_Exercise goal_
The expected answer is a copy of every line in the listing that has the word "Status".

_Supplied records_
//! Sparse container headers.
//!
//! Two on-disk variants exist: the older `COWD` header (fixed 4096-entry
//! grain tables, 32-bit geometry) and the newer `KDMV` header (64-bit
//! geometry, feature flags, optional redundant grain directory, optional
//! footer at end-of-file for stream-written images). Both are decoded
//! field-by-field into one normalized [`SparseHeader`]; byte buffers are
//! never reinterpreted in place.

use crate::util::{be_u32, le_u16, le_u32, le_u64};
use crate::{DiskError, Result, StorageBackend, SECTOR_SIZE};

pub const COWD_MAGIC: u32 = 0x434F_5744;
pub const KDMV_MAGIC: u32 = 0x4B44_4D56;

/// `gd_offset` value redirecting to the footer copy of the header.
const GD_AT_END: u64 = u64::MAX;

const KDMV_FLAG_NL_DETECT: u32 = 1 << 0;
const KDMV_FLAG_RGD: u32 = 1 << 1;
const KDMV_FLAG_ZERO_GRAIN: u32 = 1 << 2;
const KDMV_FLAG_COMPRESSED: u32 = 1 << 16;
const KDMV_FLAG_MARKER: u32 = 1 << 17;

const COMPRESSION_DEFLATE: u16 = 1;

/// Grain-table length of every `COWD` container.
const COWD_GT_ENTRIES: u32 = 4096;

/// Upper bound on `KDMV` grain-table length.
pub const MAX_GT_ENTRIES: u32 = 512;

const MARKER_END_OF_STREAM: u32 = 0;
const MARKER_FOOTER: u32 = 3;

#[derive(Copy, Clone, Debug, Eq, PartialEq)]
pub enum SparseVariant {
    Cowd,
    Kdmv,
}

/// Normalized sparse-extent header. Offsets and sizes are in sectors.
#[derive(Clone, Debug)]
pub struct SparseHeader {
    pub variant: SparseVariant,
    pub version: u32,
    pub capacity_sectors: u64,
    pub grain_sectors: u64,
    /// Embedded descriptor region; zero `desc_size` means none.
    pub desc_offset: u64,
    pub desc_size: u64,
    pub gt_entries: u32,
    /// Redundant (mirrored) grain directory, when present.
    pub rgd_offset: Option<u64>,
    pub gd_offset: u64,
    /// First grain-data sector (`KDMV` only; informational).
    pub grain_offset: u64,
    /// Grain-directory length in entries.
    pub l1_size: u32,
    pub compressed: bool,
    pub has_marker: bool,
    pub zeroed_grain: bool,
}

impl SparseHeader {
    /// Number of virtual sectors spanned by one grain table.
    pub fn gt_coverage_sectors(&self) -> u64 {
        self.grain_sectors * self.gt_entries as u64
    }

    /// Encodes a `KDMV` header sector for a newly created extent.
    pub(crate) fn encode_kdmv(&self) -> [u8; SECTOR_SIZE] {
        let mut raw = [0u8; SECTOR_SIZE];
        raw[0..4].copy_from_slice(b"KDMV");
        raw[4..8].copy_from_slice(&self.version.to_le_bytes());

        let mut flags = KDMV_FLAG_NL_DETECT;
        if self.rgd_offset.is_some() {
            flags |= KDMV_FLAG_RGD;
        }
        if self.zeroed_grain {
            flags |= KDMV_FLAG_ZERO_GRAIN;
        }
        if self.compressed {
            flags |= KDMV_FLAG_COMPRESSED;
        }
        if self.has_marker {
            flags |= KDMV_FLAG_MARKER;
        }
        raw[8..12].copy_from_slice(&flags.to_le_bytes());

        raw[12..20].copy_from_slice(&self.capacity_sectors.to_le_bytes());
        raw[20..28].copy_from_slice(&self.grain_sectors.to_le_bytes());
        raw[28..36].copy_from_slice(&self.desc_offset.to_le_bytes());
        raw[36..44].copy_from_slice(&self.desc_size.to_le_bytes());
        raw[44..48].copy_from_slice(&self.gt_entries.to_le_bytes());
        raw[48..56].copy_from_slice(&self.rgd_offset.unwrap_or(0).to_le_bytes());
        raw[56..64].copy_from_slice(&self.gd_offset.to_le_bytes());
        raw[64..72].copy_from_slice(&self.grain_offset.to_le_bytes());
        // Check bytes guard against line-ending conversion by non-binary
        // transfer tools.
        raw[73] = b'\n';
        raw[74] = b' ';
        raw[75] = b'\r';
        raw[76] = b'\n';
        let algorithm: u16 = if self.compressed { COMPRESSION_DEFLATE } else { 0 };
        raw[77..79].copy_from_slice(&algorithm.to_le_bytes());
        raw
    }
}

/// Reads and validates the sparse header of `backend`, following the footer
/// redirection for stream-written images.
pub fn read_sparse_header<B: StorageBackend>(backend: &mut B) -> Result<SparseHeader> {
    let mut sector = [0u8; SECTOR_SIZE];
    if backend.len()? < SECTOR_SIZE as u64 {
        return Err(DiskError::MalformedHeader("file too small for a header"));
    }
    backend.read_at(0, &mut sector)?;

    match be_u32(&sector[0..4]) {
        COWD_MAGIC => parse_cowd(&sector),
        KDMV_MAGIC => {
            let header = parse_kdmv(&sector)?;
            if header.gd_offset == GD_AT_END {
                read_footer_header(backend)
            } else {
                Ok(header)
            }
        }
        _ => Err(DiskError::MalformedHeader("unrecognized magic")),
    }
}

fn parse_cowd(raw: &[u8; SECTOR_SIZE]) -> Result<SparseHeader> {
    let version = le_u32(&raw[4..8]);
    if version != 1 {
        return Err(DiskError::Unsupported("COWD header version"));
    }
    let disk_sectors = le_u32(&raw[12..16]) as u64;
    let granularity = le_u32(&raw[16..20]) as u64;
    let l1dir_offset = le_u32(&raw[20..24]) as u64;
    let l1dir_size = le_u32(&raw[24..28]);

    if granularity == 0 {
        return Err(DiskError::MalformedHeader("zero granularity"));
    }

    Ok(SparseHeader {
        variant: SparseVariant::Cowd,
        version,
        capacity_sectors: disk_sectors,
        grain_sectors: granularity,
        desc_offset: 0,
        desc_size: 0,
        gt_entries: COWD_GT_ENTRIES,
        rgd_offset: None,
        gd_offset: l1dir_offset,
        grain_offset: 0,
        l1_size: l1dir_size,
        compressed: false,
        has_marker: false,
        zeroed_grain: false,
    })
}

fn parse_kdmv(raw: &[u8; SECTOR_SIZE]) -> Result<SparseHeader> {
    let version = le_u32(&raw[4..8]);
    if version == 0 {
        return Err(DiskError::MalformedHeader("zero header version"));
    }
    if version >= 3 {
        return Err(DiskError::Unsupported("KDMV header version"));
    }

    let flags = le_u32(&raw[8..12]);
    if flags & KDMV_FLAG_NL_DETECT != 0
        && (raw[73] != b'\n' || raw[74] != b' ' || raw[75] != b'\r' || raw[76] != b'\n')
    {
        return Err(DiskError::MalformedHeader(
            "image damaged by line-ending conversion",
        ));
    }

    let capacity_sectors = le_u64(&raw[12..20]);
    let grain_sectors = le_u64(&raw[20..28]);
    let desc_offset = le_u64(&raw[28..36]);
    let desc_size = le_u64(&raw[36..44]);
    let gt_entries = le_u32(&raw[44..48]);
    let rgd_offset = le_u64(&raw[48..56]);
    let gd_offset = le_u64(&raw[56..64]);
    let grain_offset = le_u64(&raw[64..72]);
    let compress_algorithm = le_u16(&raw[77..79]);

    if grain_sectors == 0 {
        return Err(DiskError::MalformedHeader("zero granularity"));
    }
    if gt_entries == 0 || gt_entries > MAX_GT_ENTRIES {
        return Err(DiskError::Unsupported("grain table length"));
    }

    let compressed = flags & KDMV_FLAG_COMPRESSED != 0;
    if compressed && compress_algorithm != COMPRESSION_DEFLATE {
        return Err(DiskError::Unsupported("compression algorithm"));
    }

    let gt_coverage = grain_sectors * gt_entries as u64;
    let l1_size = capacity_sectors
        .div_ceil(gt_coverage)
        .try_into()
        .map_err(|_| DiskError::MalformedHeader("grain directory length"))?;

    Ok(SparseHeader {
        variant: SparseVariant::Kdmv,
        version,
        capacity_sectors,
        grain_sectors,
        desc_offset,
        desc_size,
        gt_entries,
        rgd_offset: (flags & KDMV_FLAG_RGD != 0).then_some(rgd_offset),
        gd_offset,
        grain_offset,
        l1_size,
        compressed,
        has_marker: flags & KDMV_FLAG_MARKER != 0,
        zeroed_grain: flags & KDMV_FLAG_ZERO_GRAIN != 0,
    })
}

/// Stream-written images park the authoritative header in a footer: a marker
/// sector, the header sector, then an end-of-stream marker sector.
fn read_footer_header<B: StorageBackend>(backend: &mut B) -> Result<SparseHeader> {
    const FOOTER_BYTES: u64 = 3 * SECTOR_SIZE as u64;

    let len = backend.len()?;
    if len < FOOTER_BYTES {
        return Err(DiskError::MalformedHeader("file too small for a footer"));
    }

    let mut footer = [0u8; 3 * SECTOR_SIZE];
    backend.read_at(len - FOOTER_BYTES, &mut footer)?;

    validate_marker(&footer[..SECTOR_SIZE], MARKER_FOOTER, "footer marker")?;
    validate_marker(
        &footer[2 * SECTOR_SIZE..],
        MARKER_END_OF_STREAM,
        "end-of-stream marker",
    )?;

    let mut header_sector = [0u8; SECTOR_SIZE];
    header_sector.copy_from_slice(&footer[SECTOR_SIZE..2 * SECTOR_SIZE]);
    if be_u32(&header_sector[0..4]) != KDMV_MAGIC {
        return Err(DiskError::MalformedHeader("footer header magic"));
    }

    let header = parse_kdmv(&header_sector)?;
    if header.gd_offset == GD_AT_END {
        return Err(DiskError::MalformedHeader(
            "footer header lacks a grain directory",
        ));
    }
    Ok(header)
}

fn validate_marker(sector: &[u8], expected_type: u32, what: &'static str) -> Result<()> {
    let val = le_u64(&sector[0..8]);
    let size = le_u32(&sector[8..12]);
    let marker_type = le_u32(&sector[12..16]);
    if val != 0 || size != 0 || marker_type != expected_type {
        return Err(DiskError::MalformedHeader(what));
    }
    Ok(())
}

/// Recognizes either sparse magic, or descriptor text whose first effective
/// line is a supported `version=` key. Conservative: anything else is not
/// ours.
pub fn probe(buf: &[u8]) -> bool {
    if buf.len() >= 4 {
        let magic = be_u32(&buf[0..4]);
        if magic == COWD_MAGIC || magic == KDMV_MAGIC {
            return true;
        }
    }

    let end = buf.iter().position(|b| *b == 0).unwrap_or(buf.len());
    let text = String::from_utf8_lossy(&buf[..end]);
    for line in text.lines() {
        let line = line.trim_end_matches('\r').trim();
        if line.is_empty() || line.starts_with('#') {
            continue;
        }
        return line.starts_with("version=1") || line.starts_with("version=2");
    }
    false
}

---

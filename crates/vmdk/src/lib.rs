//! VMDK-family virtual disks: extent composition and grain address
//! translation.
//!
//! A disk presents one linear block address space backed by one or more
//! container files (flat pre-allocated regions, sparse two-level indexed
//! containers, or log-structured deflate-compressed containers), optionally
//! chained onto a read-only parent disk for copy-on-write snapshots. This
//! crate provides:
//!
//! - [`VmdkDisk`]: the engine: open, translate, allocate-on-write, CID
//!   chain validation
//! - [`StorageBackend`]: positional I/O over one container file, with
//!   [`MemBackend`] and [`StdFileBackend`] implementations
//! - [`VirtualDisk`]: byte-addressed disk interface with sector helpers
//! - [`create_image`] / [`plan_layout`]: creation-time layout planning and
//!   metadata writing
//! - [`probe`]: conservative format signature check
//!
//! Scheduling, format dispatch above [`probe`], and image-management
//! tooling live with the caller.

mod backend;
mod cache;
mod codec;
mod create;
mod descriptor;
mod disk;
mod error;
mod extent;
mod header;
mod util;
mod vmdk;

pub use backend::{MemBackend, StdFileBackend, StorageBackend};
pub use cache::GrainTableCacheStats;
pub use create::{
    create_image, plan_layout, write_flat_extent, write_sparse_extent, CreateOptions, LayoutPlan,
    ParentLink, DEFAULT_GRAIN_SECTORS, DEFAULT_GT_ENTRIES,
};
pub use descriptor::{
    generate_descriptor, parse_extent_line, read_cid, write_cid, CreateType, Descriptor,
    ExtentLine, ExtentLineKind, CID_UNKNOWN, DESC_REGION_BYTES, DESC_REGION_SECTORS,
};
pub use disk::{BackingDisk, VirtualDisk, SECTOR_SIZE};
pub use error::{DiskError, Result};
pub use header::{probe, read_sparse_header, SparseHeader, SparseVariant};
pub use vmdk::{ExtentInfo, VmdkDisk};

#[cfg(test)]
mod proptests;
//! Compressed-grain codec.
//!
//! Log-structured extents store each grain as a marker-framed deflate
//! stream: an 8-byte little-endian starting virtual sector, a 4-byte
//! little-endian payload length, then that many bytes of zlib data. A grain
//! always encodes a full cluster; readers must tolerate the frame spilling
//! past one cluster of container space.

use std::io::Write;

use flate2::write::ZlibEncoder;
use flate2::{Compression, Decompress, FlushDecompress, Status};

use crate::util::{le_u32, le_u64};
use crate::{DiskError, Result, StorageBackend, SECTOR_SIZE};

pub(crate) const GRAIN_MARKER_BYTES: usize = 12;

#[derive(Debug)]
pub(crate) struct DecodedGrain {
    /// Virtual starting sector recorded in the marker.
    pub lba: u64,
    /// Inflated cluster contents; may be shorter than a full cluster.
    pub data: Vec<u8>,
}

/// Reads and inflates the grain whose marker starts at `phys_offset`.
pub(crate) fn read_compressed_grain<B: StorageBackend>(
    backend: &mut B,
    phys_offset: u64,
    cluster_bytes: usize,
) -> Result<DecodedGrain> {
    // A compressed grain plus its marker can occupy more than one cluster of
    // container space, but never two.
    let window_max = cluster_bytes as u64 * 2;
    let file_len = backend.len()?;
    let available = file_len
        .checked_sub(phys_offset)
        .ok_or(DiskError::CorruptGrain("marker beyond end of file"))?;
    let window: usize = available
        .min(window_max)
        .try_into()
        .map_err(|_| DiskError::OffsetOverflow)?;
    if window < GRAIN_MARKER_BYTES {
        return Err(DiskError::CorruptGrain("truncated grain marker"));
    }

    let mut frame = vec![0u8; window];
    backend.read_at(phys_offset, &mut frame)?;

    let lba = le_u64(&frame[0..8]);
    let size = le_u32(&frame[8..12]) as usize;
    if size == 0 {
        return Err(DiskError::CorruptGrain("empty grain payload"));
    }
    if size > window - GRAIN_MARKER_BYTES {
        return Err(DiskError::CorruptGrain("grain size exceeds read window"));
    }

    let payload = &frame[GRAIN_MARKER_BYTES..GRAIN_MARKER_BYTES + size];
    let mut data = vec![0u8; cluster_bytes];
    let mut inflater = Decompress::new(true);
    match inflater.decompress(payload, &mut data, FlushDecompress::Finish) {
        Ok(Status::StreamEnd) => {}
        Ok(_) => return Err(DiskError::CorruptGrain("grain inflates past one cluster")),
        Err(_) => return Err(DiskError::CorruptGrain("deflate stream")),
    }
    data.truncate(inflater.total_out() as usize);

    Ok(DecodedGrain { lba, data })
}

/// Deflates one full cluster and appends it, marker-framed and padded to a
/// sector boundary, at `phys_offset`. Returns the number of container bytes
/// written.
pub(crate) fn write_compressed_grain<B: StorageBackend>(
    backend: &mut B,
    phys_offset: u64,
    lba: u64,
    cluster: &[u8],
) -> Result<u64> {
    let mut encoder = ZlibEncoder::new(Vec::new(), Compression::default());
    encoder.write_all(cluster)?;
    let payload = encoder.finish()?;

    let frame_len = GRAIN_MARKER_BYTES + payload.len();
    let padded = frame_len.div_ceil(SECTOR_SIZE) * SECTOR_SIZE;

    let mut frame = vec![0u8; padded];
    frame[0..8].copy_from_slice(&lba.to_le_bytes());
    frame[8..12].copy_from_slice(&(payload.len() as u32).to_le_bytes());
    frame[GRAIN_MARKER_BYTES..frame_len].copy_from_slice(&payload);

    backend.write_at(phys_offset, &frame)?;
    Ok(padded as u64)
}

---

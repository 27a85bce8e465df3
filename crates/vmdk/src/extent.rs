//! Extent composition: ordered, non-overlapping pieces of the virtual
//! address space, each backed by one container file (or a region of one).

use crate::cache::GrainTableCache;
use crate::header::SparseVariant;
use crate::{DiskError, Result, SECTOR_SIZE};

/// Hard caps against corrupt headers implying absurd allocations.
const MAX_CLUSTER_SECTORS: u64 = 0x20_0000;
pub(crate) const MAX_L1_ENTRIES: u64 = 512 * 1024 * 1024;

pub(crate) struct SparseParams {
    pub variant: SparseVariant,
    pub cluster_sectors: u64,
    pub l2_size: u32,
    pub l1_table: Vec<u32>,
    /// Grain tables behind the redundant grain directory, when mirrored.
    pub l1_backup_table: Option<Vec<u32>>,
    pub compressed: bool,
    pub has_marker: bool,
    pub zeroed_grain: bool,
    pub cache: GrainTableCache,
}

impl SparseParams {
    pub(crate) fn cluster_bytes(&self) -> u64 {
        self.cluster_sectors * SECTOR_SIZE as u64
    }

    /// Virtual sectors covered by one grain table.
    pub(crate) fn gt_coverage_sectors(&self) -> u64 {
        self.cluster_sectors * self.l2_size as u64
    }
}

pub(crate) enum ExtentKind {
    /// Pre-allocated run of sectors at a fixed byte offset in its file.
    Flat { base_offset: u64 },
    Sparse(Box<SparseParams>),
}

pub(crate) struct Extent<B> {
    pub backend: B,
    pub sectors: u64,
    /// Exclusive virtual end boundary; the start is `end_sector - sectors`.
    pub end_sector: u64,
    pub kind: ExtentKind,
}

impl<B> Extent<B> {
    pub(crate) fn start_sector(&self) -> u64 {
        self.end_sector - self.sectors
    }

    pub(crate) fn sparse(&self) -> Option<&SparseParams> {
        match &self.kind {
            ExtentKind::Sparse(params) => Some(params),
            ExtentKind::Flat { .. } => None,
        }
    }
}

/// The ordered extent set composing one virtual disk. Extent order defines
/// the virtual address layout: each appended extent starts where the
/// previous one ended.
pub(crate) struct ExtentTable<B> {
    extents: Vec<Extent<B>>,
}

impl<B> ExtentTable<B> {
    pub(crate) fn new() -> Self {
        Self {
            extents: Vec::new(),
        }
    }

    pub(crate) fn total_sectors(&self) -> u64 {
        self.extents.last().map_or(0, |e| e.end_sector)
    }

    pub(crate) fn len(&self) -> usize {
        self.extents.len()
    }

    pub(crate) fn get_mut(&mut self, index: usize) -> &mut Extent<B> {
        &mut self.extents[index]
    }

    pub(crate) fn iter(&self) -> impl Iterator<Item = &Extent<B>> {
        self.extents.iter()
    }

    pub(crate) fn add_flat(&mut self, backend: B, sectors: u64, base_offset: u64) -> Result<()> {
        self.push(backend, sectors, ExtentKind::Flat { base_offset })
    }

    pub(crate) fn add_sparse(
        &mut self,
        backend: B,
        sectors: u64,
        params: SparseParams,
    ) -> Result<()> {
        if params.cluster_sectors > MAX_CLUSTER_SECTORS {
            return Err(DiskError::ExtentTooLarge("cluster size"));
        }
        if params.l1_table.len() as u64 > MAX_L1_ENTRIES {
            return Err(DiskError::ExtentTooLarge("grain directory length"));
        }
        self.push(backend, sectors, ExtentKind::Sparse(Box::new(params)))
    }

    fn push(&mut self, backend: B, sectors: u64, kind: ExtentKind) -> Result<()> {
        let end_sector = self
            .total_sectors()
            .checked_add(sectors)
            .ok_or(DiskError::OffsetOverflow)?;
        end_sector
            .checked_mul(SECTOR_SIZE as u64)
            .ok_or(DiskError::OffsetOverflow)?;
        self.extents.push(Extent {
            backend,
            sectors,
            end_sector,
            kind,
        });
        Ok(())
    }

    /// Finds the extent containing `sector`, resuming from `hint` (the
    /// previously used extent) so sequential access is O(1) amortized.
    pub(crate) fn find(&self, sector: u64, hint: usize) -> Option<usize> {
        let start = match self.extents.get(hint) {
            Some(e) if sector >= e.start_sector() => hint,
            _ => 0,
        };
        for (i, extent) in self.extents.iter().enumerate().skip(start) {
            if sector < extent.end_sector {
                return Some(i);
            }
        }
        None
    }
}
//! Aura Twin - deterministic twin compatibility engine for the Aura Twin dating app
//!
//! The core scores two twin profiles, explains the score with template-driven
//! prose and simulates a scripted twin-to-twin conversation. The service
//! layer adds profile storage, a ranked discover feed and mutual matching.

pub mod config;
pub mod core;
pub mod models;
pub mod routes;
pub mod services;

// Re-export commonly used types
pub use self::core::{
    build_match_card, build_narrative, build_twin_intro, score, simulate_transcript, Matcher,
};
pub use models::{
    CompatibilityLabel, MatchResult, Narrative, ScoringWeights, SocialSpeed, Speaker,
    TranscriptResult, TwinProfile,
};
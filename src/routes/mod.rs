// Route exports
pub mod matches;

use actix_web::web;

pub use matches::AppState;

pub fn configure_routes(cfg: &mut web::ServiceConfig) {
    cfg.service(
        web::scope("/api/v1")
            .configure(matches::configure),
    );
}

_Task response_
use flate2::{Compression, Decompress, FlushDecompress, Status};
        Ok(Status::StreamEnd) => {}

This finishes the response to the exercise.